Tuesday, June 10, 2008

Philos Open

I made the day long trek from Taiwan to the northern part of South Korea yesterday for the Philos Open. We are 45 minutes from the North Korean border, which is where next week's tournament is. After taking a bus two hours through Seoul, I was dropped off in a small town in the middle of nowhere. I had been "holding it" the entire ride and couldn't wait to find a place for relief. Most asian countries have public bathrooms in the middle of a town. In my experience, you can't just run into a restaurant and use their bathroom unless you find a KFC or McD's. I ran around from store to store in an effort to find an english speaker who knew the whereabouts of a public hole in the ground. No one seemed to have any clue what I was asking. My golf clubs in one hand, a laptop bag on my back and duffel bag in the other hand, there I was playing cherades, and apparently, not being a good actor.

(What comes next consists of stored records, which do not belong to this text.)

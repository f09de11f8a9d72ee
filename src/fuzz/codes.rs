/*
 * SPDX-FileCopyrightText: 2026 The rice-codes contributors
 *
 * SPDX-License-Identifier: Apache-2.0 OR LGPL-2.1-or-later
 */

use crate::error::{ParamError, RiceError};
use crate::prelude::*;
use alloc::string::{String, ToString};
use alloc::vec::Vec;
use arbitrary::Arbitrary;

/// Largest quotient written by the harness.
const MAX_QUOTIENT: u64 = 300;

#[derive(Arbitrary, Debug, Clone)]
pub struct FuzzCase {
    commands: Vec<RandomCommand>,
}

#[derive(Arbitrary, Debug, Clone)]
enum RandomCommand {
    Encode(Codes, u64),
    Decode(Codes, Vec<bool>),
    Parse(String),
}

fn clamp(code: &mut Codes, value: &mut u64) {
    let log2_b = code.log2_b() % 64;
    *code = match *code {
        Codes::Modular { .. } => Codes::Modular { log2_b },
        Codes::Masked { .. } => Codes::Masked { log2_b },
        Codes::Implicit { .. } => Codes::Implicit { log2_b },
    };
    let q = (*value >> log2_b).min(MAX_QUOTIENT).min(u64::MAX >> log2_b);
    *value = (q << log2_b) | (*value & ((1_u64 << log2_b) - 1));
}

fn unsupported(code: Codes) -> bool {
    matches!(code, Codes::Modular { log2_b: 0 })
}

pub fn harness(data: FuzzCase) {
    let mut data = data;
    for command in &mut data.commands {
        match command {
            RandomCommand::Encode(code, value) => clamp(code, value),
            RandomCommand::Decode(code, _) => clamp(code, &mut 0),
            RandomCommand::Parse(_) => {}
        }
    }

    tracing::debug!(?data, "fuzz case");

    let mut writer = BitStringWriter::new();
    let mut writes = Vec::new();
    for command in &data.commands {
        match command {
            RandomCommand::Encode(code, value) => {
                let (code, value) = (*code, *value);
                let result = code.encode(value);
                if unsupported(code) {
                    assert_eq!(
                        result,
                        Err(RiceError::from(ParamError::UnsupportedLog2B { log2_b: 0 }))
                    );
                    continue;
                }
                let bits = result.unwrap();
                assert_eq!(bits.len(), code.len(value));
                assert_eq!(code.decode(&bits).unwrap(), value);
                if code.log2_b() > 0 {
                    let log2_b = code.log2_b();
                    for other in [
                        Codes::Modular { log2_b },
                        Codes::Masked { log2_b },
                        Codes::Implicit { log2_b },
                    ] {
                        assert_eq!(other.encode(value).unwrap(), bits);
                    }
                }
                assert_eq!(code.write(&mut writer, value).unwrap(), bits.len());
                writes.push((code, value));
            }
            RandomCommand::Decode(code, bits) => {
                let code = *code;
                let result = code.decode(&*bits);
                if unsupported(code) {
                    assert!(result.is_err());
                    continue;
                }
                if let Ok(value) = result {
                    match code {
                        // Masked codewords are unique
                        Codes::Masked { .. } => {
                            assert_eq!(code.encode(value).unwrap().as_slice(), &bits[..]);
                        }
                        Codes::Modular { log2_b } if bits.len() > log2_b => {
                            assert_eq!(code.encode(value).unwrap().as_slice(), &bits[..]);
                        }
                        _ => assert!(code.len(value) >= bits.len()),
                    }
                }
            }
            RandomCommand::Parse(s) => {
                if let Ok(code) = s.parse::<Codes>() {
                    assert_eq!(code.to_string().parse::<Codes>().unwrap(), code);
                }
            }
        }
    }

    // All codewords can be read back from a single stream
    let bits = writer.into_inner();
    let mut reader = bits.reader();
    for (code, value) in writes {
        assert_eq!(code.read(&mut reader).unwrap(), value);
    }
    assert_eq!(reader.bits_left(), 0);
}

"Hey! Park Lee-Jong, come check out the goofy foreigner pretending he's sitting on the can!!" I imagine they got a good laugh. When I finally found a place, the feeling was equivalent to making 9 straight birdies!

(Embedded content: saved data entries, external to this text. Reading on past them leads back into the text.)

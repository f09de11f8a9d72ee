/*
 * SPDX-FileCopyrightText: 2026 The rice-codes contributors
 *
 * SPDX-License-Identifier: Apache-2.0 OR LGPL-2.1-or-later
 */

#![doc = include_str!("../README.md")]
#![cfg_attr(not(feature = "std"), no_std)]
extern crate alloc;

pub mod codes;
pub mod dispatch;
pub mod error;
pub mod impls;
pub mod traits;
pub mod utils;

#[cfg(feature = "fuzz")]
pub mod fuzz;

/// Prelude module to import everything from this crate
pub mod prelude {
    pub use crate::codes::*;
    pub use crate::dispatch::*;
    pub use crate::error::{MalformedError, ParamError, RiceError};
    pub use crate::impls::*;
    pub use crate::traits::*;
    pub use crate::utils::*;
}
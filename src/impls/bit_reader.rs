/*
 * SPDX-FileCopyrightText: 2026 The rice-codes contributors
 *
 * SPDX-License-Identifier: Apache-2.0 OR LGPL-2.1-or-later
 */

use crate::error::{MalformedError, Result};
use crate::traits::*;

/// An implementation of [`BitRead`] for a slice of bits.
#[derive(Debug, Clone, PartialEq, Eq)]
pub struct BitStringReader<'a> {
    bits: &'a [bool],
    bit_index: usize,
}

impl<'a> BitStringReader<'a> {
    /// Create a new [`BitStringReader`] positioned on the first bit of `bits`.
    #[must_use]
    pub fn new(bits: &'a [bool]) -> Self {
        Self { bits, bit_index: 0 }
    }

    /// Return the number of bits read so far.
    #[must_use]
    #[inline(always)]
    pub fn bit_pos(&self) -> usize {
        self.bit_index
    }

    fn too_short(&self, n: usize) -> MalformedError {
        MalformedError::TooShort {
            len: self.bits.len(),
            min: self.bit_index + n,
        }
    }
}

impl BitRead for BitStringReader<'_> {
    #[inline]
    fn read_bit(&mut self) -> Result<bool> {
        let bit = *self.bits.get(self.bit_index).ok_or(self.too_short(1))?;
        self.bit_index += 1;
        Ok(bit)
    }

    fn read_bits(&mut self, n: usize) -> Result<u64> {
        debug_assert!(n <= 64);
        if n > self.bits_left() {
            return Err(self.too_short(n).into());
        }
        let value = self.bits[self.bit_index..self.bit_index + n]
            .iter()
            .fold(0_u64, |acc, &bit| (acc << 1) | bit as u64);
        self.bit_index += n;
        Ok(value)
    }

    #[inline(always)]
    fn bits_left(&self) -> usize {
        self.bits.len() - self.bit_index
    }

    fn read_unary(&mut self) -> Result<u64> {
        let rest = &self.bits[self.bit_index..];
        match rest.iter().position(|&bit| !bit) {
            Some(ones) => {
                self.bit_index += ones + 1;
                Ok(ones as u64)
            }
            None => {
                self.bit_index = self.bits.len();
                Err(MalformedError::MissingTerminator {
                    ones: rest.len() as u64,
                }
                .into())
            }
        }
    }
}
/*
 * SPDX-FileCopyrightText: 2026 The rice-codes contributors
 *
 * SPDX-License-Identifier: Apache-2.0 OR LGPL-2.1-or-later
 */

use super::BitString;
use crate::error::{ParamError, Result};
use crate::traits::*;

/// An implementation of [`BitWrite`] accumulating bits in a [`BitString`].
#[derive(Debug, Clone, Default, PartialEq, Eq)]
pub struct BitStringWriter {
    bits: BitString,
}

impl BitStringWriter {
    /// Create a new [`BitStringWriter`] with no bits.
    #[must_use]
    pub fn new() -> Self {
        Self::default()
    }

    /// Return the bits written so far.
    pub fn into_inner(self) -> BitString {
        self.bits
    }
}

impl BitWrite for BitStringWriter {
    #[inline]
    fn write_bit(&mut self, bit: bool) -> Result<usize> {
        self.bits.vec_mut().push(bit);
        Ok(1)
    }

    fn write_bits(&mut self, value: u64, n: usize) -> Result<usize> {
        debug_assert!(n <= 64);
        self.bits
            .vec_mut()
            .extend((0..n).rev().map(|i| (value >> i) & 1 == 1));
        Ok(n)
    }

    fn write_ones(&mut self, n: u64) -> Result<usize> {
        let too_large = ParamError::QuotientTooLarge { quotient: n };
        let len = usize::try_from(n).map_err(|_| too_large)?;
        let bits = self.bits.vec_mut();
        bits.try_reserve(len).map_err(|_| too_large)?;
        bits.resize(bits.len() + len, true);
        Ok(len)
    }
}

I am staying at a ski resort, 30 minutes from the golf course. This place is like the Bates Motel on horror pills. Not a sole in the place but me and no restaurant within 15 minutes. Luckily, my bathroom adventure led me into a small Mart where I picked up a few cans of tuna and eggs. In 1762, when they most likely built my hotel room, they invented the stove and threw it in. My diet this week will consist of tuna omelete two-a-days. Protein loading.

This morning, I replied to some questions sent to me by the Union Leader (so look for that back home in the coming week)and rushed off to my practice round. I played with Atonori Tori, a player from the Japanese Tour. Our caddie spoke fluent Chinese and Japanese, but no english, so I was at least able to communicate with a bit of "Zhongwen." An increadibly impressive attribute many asian people have is their language skill. I have met handfulls of people that speak 3 or 4 asian languages. When you've tried to learn one yourself, you have a huge appreciation for anyone able to utilize multiple tongues (my phrasing sounds like an exotic french kiss).

The golf course is short and tight. As usual, O.B. lines both sides of nearly every hole. I am hitting my driver as straight as I did on Borneo Island, when I picked up a victory at Asian Tour Q-School. I drove three-340 yard plus, greens today. I hit all but one faiway and never had more than a pitching wedge left for any approach shot. It was fun. If I am able to take that same dominating, fun mentality into this week, I will surely contend for a victory. My mentality and execution since the last event have improved every day. Today was the most aligned my body has been with my mind since December. If this trend continues, I may turn a vision of walking down the 72nd hole at 20 under par into reality.